[Stored data]

•••

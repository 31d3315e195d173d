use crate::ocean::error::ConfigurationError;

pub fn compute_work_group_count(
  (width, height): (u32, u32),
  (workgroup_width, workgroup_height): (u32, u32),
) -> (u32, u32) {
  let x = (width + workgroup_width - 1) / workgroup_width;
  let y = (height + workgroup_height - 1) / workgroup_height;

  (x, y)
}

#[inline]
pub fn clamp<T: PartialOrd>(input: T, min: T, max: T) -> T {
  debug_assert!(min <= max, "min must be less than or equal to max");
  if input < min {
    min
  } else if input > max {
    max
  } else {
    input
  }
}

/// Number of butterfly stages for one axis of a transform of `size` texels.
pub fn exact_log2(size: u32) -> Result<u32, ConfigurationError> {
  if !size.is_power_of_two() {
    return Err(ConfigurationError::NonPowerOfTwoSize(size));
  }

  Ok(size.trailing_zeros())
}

•••

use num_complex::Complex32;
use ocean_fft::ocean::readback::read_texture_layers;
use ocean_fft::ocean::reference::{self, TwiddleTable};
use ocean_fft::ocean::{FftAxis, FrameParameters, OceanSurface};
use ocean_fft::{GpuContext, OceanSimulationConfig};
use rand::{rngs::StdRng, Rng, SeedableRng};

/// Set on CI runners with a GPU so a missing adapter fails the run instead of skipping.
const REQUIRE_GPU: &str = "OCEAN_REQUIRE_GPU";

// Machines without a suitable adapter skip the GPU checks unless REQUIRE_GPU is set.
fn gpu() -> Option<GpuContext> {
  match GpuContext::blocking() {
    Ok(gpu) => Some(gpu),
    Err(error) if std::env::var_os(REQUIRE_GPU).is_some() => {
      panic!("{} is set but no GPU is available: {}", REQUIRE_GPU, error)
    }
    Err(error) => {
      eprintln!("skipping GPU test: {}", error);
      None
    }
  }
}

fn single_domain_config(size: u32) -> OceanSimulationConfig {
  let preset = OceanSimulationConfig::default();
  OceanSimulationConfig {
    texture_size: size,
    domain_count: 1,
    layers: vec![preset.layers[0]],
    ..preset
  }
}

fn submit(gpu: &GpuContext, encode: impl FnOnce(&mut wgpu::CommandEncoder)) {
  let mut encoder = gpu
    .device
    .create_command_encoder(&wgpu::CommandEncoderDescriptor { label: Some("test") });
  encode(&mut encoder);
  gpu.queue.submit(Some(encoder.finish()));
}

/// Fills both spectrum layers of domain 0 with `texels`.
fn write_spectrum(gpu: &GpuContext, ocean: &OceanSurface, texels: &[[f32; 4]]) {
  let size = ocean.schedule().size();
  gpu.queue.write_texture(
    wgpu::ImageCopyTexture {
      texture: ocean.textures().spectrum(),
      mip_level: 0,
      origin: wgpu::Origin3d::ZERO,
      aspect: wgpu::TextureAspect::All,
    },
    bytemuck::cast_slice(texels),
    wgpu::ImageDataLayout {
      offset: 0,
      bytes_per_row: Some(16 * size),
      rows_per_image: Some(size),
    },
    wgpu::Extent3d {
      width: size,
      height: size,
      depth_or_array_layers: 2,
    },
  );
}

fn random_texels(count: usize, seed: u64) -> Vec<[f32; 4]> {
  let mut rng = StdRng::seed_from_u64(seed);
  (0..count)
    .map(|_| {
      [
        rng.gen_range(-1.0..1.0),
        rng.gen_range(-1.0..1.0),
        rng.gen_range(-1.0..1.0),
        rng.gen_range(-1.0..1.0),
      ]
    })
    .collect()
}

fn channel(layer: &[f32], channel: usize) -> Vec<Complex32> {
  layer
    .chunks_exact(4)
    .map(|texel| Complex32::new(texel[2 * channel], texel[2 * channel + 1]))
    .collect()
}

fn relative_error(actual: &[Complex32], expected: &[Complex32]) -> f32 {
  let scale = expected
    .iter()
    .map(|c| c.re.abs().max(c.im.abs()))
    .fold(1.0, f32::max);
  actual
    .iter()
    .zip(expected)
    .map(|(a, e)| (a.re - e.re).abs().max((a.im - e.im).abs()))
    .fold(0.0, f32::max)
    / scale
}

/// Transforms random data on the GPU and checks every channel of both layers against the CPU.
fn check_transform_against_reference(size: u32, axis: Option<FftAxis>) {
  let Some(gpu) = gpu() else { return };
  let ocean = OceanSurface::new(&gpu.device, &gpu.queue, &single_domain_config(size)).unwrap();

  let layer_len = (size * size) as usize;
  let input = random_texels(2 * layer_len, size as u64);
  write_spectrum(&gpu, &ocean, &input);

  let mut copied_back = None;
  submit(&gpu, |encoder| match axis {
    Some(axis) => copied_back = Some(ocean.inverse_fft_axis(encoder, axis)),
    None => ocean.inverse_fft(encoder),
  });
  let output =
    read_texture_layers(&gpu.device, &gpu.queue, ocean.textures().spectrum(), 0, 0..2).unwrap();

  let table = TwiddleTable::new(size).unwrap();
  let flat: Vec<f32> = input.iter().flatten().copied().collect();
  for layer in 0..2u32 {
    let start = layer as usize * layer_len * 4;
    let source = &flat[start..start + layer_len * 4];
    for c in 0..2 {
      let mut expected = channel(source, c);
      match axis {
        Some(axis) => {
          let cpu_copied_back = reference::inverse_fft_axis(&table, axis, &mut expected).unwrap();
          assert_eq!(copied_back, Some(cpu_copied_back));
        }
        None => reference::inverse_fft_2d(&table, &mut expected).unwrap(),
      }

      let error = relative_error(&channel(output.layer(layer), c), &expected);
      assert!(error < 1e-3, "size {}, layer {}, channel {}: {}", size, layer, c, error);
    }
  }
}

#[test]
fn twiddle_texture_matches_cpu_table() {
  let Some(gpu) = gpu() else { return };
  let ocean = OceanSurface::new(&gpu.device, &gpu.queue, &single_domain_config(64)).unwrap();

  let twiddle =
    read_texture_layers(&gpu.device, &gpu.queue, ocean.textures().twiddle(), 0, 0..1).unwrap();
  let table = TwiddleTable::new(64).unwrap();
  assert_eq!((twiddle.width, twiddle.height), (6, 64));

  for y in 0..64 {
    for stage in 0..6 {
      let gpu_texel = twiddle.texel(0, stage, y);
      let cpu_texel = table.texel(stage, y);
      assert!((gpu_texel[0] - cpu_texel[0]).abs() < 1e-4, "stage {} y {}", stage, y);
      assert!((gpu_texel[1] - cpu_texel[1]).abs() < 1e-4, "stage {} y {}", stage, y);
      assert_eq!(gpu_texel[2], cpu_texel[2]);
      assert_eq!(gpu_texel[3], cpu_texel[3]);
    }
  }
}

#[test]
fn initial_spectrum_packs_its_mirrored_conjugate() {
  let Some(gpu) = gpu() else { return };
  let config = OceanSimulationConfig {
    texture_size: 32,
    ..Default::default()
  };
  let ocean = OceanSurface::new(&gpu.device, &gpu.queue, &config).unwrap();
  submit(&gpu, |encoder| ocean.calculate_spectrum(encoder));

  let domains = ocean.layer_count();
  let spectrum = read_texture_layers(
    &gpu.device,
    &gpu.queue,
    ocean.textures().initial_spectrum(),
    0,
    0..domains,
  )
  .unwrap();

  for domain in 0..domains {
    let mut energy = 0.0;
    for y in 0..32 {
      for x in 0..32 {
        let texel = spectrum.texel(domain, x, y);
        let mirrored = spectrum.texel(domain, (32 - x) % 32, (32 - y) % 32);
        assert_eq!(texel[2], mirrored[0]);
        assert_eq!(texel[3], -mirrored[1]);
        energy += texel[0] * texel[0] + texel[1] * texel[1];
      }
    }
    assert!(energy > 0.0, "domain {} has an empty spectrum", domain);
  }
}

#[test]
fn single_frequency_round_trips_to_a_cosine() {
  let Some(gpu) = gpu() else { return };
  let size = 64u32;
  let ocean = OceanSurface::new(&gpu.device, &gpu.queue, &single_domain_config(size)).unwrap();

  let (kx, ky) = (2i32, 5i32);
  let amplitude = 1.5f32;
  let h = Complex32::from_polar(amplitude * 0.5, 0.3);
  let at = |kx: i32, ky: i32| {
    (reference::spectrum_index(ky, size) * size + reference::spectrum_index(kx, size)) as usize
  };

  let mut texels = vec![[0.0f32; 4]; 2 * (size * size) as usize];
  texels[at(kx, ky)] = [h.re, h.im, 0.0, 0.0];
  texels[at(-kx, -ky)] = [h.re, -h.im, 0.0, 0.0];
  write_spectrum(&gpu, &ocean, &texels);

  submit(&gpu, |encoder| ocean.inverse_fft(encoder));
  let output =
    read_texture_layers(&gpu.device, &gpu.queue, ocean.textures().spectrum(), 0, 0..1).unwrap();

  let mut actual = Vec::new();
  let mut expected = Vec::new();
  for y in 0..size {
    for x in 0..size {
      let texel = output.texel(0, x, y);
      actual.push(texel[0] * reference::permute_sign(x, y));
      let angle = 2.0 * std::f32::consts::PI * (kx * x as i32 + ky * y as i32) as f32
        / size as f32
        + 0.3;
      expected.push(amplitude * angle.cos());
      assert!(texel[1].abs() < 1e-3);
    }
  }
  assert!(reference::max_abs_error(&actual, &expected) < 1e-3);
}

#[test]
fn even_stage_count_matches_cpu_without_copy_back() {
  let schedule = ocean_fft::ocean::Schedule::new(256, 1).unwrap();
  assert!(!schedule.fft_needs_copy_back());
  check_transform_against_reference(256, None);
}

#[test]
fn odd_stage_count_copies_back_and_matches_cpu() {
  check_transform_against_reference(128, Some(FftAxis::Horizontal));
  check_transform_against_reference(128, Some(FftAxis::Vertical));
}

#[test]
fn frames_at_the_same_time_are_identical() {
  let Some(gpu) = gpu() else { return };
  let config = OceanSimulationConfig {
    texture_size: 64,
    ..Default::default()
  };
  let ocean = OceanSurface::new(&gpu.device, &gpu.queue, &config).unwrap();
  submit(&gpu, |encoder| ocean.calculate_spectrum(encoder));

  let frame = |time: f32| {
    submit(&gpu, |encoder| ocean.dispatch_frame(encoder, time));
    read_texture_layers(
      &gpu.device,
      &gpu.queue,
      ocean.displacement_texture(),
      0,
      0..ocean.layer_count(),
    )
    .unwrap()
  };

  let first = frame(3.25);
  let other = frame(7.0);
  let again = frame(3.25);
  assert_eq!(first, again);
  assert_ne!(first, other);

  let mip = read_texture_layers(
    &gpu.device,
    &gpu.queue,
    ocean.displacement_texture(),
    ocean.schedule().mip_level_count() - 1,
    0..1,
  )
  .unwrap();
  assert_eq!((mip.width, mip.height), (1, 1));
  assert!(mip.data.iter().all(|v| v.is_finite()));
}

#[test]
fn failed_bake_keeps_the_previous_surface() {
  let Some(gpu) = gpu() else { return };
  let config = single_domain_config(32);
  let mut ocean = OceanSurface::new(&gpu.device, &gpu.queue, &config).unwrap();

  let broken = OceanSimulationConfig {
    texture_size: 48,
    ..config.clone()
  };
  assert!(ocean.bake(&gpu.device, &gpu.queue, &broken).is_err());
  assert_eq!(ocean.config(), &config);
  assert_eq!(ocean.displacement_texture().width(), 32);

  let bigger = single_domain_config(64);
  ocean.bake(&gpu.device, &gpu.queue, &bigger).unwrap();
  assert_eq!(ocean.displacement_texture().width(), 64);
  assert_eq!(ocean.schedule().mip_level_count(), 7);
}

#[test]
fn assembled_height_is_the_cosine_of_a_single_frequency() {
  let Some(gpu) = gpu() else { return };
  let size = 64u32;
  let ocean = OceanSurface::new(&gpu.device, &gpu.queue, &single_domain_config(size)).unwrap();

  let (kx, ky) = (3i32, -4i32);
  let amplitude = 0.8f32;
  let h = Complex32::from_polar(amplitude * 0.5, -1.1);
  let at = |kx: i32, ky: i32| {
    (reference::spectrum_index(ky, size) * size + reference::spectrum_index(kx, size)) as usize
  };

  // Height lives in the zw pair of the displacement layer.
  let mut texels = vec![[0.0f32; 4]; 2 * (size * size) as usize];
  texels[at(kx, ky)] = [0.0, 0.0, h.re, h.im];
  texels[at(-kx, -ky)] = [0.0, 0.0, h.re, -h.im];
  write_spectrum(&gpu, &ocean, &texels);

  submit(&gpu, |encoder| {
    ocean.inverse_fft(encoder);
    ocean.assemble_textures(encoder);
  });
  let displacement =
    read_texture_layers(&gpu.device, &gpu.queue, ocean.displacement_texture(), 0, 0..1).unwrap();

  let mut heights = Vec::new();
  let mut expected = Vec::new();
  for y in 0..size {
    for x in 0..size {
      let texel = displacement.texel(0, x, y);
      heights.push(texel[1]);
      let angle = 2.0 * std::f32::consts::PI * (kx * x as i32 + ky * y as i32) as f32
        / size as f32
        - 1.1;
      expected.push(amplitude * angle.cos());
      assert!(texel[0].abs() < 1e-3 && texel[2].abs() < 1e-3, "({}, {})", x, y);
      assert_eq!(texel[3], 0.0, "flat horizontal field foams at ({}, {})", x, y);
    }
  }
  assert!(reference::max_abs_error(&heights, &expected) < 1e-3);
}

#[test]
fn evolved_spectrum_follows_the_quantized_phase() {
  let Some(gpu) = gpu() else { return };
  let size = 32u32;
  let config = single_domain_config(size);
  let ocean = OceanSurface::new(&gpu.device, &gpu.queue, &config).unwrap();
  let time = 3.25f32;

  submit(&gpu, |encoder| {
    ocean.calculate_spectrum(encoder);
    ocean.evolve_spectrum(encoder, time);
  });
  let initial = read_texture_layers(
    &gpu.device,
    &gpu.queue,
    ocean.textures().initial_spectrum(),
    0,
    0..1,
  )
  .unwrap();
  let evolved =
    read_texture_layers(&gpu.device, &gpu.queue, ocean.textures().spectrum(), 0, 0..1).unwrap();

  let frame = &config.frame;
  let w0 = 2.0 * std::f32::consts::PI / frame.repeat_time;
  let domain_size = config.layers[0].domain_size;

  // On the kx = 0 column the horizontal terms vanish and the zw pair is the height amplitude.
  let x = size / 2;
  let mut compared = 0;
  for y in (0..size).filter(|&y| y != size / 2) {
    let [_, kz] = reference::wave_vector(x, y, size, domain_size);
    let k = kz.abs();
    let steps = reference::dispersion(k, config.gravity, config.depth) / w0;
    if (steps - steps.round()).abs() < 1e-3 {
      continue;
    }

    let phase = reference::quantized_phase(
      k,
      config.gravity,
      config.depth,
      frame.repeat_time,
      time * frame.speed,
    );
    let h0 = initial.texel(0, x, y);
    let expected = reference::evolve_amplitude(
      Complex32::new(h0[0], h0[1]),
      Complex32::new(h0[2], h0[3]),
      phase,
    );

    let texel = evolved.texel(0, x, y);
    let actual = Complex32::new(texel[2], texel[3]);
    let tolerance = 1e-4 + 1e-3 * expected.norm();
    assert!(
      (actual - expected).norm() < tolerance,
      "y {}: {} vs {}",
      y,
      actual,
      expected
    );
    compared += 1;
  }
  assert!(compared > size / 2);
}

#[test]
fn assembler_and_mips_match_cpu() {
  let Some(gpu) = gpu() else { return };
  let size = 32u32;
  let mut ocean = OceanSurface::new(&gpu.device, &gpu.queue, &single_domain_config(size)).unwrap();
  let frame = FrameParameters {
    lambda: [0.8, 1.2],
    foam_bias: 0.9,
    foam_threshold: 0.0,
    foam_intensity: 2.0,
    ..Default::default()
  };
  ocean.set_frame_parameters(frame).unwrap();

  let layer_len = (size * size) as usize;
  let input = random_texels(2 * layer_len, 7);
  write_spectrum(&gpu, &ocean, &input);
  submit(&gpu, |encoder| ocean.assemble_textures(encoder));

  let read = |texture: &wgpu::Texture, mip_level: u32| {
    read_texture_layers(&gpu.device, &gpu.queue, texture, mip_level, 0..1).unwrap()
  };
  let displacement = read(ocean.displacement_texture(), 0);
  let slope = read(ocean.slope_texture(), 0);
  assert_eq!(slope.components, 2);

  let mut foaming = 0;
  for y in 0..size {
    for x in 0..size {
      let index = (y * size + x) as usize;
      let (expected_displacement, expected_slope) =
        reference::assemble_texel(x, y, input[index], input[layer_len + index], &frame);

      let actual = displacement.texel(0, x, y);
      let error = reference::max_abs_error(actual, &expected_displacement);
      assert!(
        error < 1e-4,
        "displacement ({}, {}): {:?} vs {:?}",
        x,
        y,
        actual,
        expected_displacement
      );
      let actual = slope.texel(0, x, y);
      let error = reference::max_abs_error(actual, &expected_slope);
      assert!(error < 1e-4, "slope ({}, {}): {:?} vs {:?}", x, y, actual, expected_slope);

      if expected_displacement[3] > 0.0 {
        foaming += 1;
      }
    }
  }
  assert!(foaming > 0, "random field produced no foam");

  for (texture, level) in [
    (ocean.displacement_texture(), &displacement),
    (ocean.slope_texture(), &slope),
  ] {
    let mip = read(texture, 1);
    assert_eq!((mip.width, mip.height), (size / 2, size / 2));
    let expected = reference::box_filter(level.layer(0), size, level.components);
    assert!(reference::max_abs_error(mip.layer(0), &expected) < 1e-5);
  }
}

•••

* Your instructions *
All lines in the data above from the one with "y, actual, expected_slope);" through the one with "field produced no" must be repeated exactly, and no others.

* Task response *
      assert!(error < 1e-4, "slope ({}, {}): {:?} vs {:?}", x, y, actual, expected_slope);

      if expected_displacement[3] > 0.0 {
        foaming += 1;
      }
    }
  }
  assert!(foaming > 0, "random field produced no foam");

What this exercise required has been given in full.